You have unfortunately not included your laboratory's normal reference ranges.
Since late 2002, the American Association of Clinical Endocrinologists (AACE) revised the normal range to 0.3-3.0 for serum TSH levels.Prior to 2002, the commonly used range was 0.5-5.0. As explained earlier, TSH levels must not be interpreted in isolation.
You have not mentioned at what time of the day (or night) your blood samples were drawn and whether both times the samples were collected at the same time of the day/night or otherwise. Also, you have not mentioned about having any complaints suggestive of hypothyroidism, i take it that you are perhaps don't have them.Your TSH levels were within normal reference range. But, some endocrinologists would prefer to treat patients with TSH levels >2 if the symptoms and clinical features are so compelling to suggest hypothyroidism.

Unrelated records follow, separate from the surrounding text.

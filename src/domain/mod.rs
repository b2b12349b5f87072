//! Domain layer - Core types and traits of the gateway pipeline

pub mod cache;
pub mod embedding;
pub mod error;
pub mod gateway;
pub mod rate_limit;
pub mod store;
pub mod vector;

pub use cache::{CacheKey, CacheLookup, CachePopulation, CacheTier, ResponseCache};
pub use embedding::EmbeddingProvider;
pub use error::DomainError;
pub use gateway::{
    CacheStatus, RequestContext, UpstreamRequest, UpstreamResponse, UpstreamTransport,
};
pub use rate_limit::{FailureMode, RateLimitConfig, RateLimitDecision};
pub use store::{KeyValueStore, WindowCount};
pub use vector::{cosine_similarity, SearchOutcome, VectorRecord, VectorStore};
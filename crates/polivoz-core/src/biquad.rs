//! Biquad (bi-quadratic) filter section.
//!
//! A generic second-order IIR filter used by the voice filter bank for its
//! bandpass and notch topologies. Coefficient calculation follows the RBJ
//! Audio EQ Cookbook, driven by a normalized resonance control instead of a
//! raw Q factor:
//!
//! ```text
//! w0    = 2π * freq / sample_rate
//! alpha = sin(w0) / (2 * (1 - resonance * 0.9 + 0.1))
//! ```
//!
//! The resonance mapping is inherited from the engine's original tuning and
//! is part of its sound; it is deliberately not the textbook `1/(2Q)` form.

use core::f32::consts::PI;
use libm::{cosf, sinf};

/// Generic biquad filter coefficients and state.
///
/// Implements the Direct Form I structure:
/// ```text
/// y[n] = b0*x[n] + b1*x[n-1] + b2*x[n-2]
///                - a1*y[n-1] - a2*y[n-2]
/// ```
#[derive(Debug, Clone)]
pub struct Biquad {
    /// Feedforward coefficients
    b0: f32,
    b1: f32,
    b2: f32,

    /// Feedback coefficients (normalized by a0)
    a1: f32,
    a2: f32,

    /// Input delay line: x[n-1], x[n-2]
    x1: f32,
    x2: f32,

    /// Output delay line: y[n-1], y[n-2]
    y1: f32,
    y2: f32,
}

impl Biquad {
    /// Creates a new biquad with passthrough coefficients.
    ///
    /// Initial state: `y[n] = x[n]` (no filtering)
    pub fn new() -> Self {
        Self {
            b0: 1.0,
            b1: 0.0,
            b2: 0.0,
            a1: 0.0,
            a2: 0.0,
            x1: 0.0,
            x2: 0.0,
            y1: 0.0,
            y2: 0.0,
        }
    }

    /// Sets the biquad coefficients.
    ///
    /// # Arguments
    ///
    /// * `b0, b1, b2` - Feedforward coefficients
    /// * `a0, a1, a2` - Feedback coefficients
    ///
    /// Note: This function normalizes by a0 internally.
    pub fn set_coefficients(&mut self, b0: f32, b1: f32, b2: f32, a0: f32, a1: f32, a2: f32) {
        // Normalize by a0
        let a0_inv = 1.0 / a0;
        self.b0 = b0 * a0_inv;
        self.b1 = b1 * a0_inv;
        self.b2 = b2 * a0_inv;
        self.a1 = a1 * a0_inv;
        self.a2 = a2 * a0_inv;
    }

    /// Processes a single sample through the biquad filter.
    ///
    /// Uses Direct Form I structure for numerical stability.
    #[inline]
    pub fn process(&mut self, input: f32) -> f32 {
        let output = self.b0 * input + self.b1 * self.x1 + self.b2 * self.x2
            - self.a1 * self.y1
            - self.a2 * self.y2;

        // Update delay lines
        self.x2 = self.x1;
        self.x1 = input;
        self.y2 = self.y1;
        self.y1 = output;

        output
    }

    /// Clears the filter state (delay lines).
    ///
    /// Useful for resetting the filter without changing coefficients.
    pub fn clear(&mut self) {
        self.x1 = 0.0;
        self.x2 = 0.0;
        self.y1 = 0.0;
        self.y2 = 0.0;
    }
}

impl Default for Biquad {
    fn default() -> Self {
        Self::new()
    }
}

fn resonance_alpha(sin_omega: f32, resonance: f32) -> f32 {
    sin_omega / (2.0 * (1.0 - resonance * 0.9 + 0.1))
}

/// Calculates band-pass filter coefficients (RBJ, constant skirt gain).
///
/// Peak gain tracks the effective Q; the skirt stays put as resonance moves.
///
/// # Arguments
///
/// * `frequency` - Center frequency in Hz
/// * `resonance` - Normalized resonance in \[0.0, 1.0\]
/// * `sample_rate` - Sample rate in Hz
///
/// # Returns
///
/// (b0, b1, b2, a0, a1, a2) coefficients
pub fn bandpass_coefficients(
    frequency: f32,
    resonance: f32,
    sample_rate: f32,
) -> (f32, f32, f32, f32, f32, f32) {
    let omega = 2.0 * PI * frequency / sample_rate;
    let cos_omega = cosf(omega);
    let sin_omega = sinf(omega);
    let alpha = resonance_alpha(sin_omega, resonance);

    let b0 = sin_omega / 2.0;
    let b1 = 0.0;
    let b2 = -sin_omega / 2.0;
    let a0 = 1.0 + alpha;
    let a1 = -2.0 * cos_omega;
    let a2 = 1.0 - alpha;

    (b0, b1, b2, a0, a1, a2)
}

/// Calculates notch (band-reject) filter coefficients (RBJ).
///
/// # Arguments
///
/// * `frequency` - Notch frequency in Hz
/// * `resonance` - Normalized resonance in \[0.0, 1.0\]
/// * `sample_rate` - Sample rate in Hz
///
/// # Returns
///
/// (b0, b1, b2, a0, a1, a2) coefficients
pub fn notch_coefficients(
    frequency: f32,
    resonance: f32,
    sample_rate: f32,
) -> (f32, f32, f32, f32, f32, f32) {
    let omega = 2.0 * PI * frequency / sample_rate;
    let cos_omega = cosf(omega);
    let sin_omega = sinf(omega);
    let alpha = resonance_alpha(sin_omega, resonance);

    let b0 = 1.0;
    let b1 = -2.0 * cos_omega;
    let b2 = 1.0;
    let a0 = 1.0 + alpha;
    let a1 = -2.0 * cos_omega;
    let a2 = 1.0 - alpha;

    (b0, b1, b2, a0, a1, a2)
}

#[cfg(test)]
mod tests {
    use super::*;

    #[test]
    fn test_biquad_passthrough() {
        let mut biquad = Biquad::new();

        // Default coefficients should pass signal through
        for i in 0..10 {
            let input = i as f32 * 0.1;
            let output = biquad.process(input);
            assert!((output - input).abs() < 0.0001);
        }
    }

    #[test]
    fn test_biquad_clear() {
        let mut biquad = Biquad::new();

        // Process some samples to fill state
        for _ in 0..10 {
            biquad.process(1.0);
        }

        biquad.clear();

        assert_eq!(biquad.x1, 0.0);
        assert_eq!(biquad.x2, 0.0);
        assert_eq!(biquad.y1, 0.0);
        assert_eq!(biquad.y2, 0.0);
    }

    #[test]
    fn test_bandpass_coefficients_finite() {
        for resonance in [0.0, 0.5, 1.0] {
            let (b0, b1, b2, a0, a1, a2) = bandpass_coefficients(1000.0, resonance, 44100.0);
            for c in [b0, b1, b2, a0, a1, a2] {
                assert!(c.is_finite(), "non-finite coefficient at res={resonance}");
            }
            assert!(a0 > 0.0);
        }
    }

    #[test]
    fn test_notch_coefficients_finite() {
        for resonance in [0.0, 0.5, 1.0] {
            let (b0, b1, b2, a0, a1, a2) = notch_coefficients(1000.0, resonance, 44100.0);
            for c in [b0, b1, b2, a0, a1, a2] {
                assert!(c.is_finite(), "non-finite coefficient at res={resonance}");
            }
            assert!(a0 > 0.0);
        }
    }

    #[test]
    fn test_bandpass_rejects_dc() {
        let mut biquad = Biquad::new();
        let (b0, b1, b2, a0, a1, a2) = bandpass_coefficients(1000.0, 0.5, 44100.0);
        biquad.set_coefficients(b0, b1, b2, a0, a1, a2);

        let mut output = 1.0;
        for _ in 0..2000 {
            output = biquad.process(1.0);
        }

        // Bandpass has a zero at DC
        assert!(output.abs() < 0.01, "DC should be rejected, got {output}");
    }

    #[test]
    fn test_notch_passes_dc() {
        let mut biquad = Biquad::new();
        let (b0, b1, b2, a0, a1, a2) = notch_coefficients(1000.0, 0.5, 44100.0);
        biquad.set_coefficients(b0, b1, b2, a0, a1, a2);

        let mut output = 0.0;
        for _ in 0..2000 {
            output = biquad.process(1.0);
        }

        // DC sits far below the notch and passes at unity
        assert!((output - 1.0).abs() < 0.05, "DC should pass, got {output}");
    }

    #[test]
    fn test_notch_kills_center_frequency() {
        let sample_rate = 44100.0;
        let freq = 1000.0;
        let mut biquad = Biquad::new();
        let (b0, b1, b2, a0, a1, a2) = notch_coefficients(freq, 0.5, sample_rate);
        biquad.set_coefficients(b0, b1, b2, a0, a1, a2);

        // Drive with a sine at the notch frequency, measure settled amplitude
        let mut peak = 0.0f32;
        for n in 0..44100 {
            let x = libm::sinf(2.0 * PI * freq * n as f32 / sample_rate);
            let y = biquad.process(x);
            if n > 22050 {
                peak = peak.max(y.abs());
            }
        }
        assert!(peak < 0.05, "notch center should be suppressed, peak {peak}");
    }
}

|Cowboy42 - Wed Jul 28, 2010 12:30 pm|
The blood was drawn at about the same time for both days. About 1 pm.
I go by the new revised Thyroid reference range that you mentioned, not the older ranges. The lab has their reference ranges for TSH set at .4- 4.50 . I have pretty much every symptom of Hypothyroidism but have always been told that I am within range. My TSH before these last two blood tests last week has usually been 3.3 or so. I have weight fluctuations, hair loss, brittle nails, cold, depressed, moody, tired, can't sleep even when tired, etc. I am also living w/ a sinus infection. I know that something is off and have been trying to figure it out. My aunt has thyroid cancer and her Thyroid blood tests came back perfectly normal.
From what you are saying, it is normal for the TSH level to fluctuate day to day and to not be concerned with the number being different in those two tests? Thanks for your help. I appreciate it.
|Dr.M.Aroon kamath - Sun Aug 15, 2010 8:54 pm|
Thank you for the feed back. I urge you to go through the last paragraph of my answer to your first post once again.You had mentioned nothing of the "I have pretty much every symptom of Hypothyroidism" in your first post.
TSH values can not be interpreted in isolation. It is only one of the several factors that have to be considered while interpreting the thyroid function tests.
In general, it may be fair to say that the quality of a reply or the accuracy of a diagnosis will be directly proportional to the quality of the information(history) provided.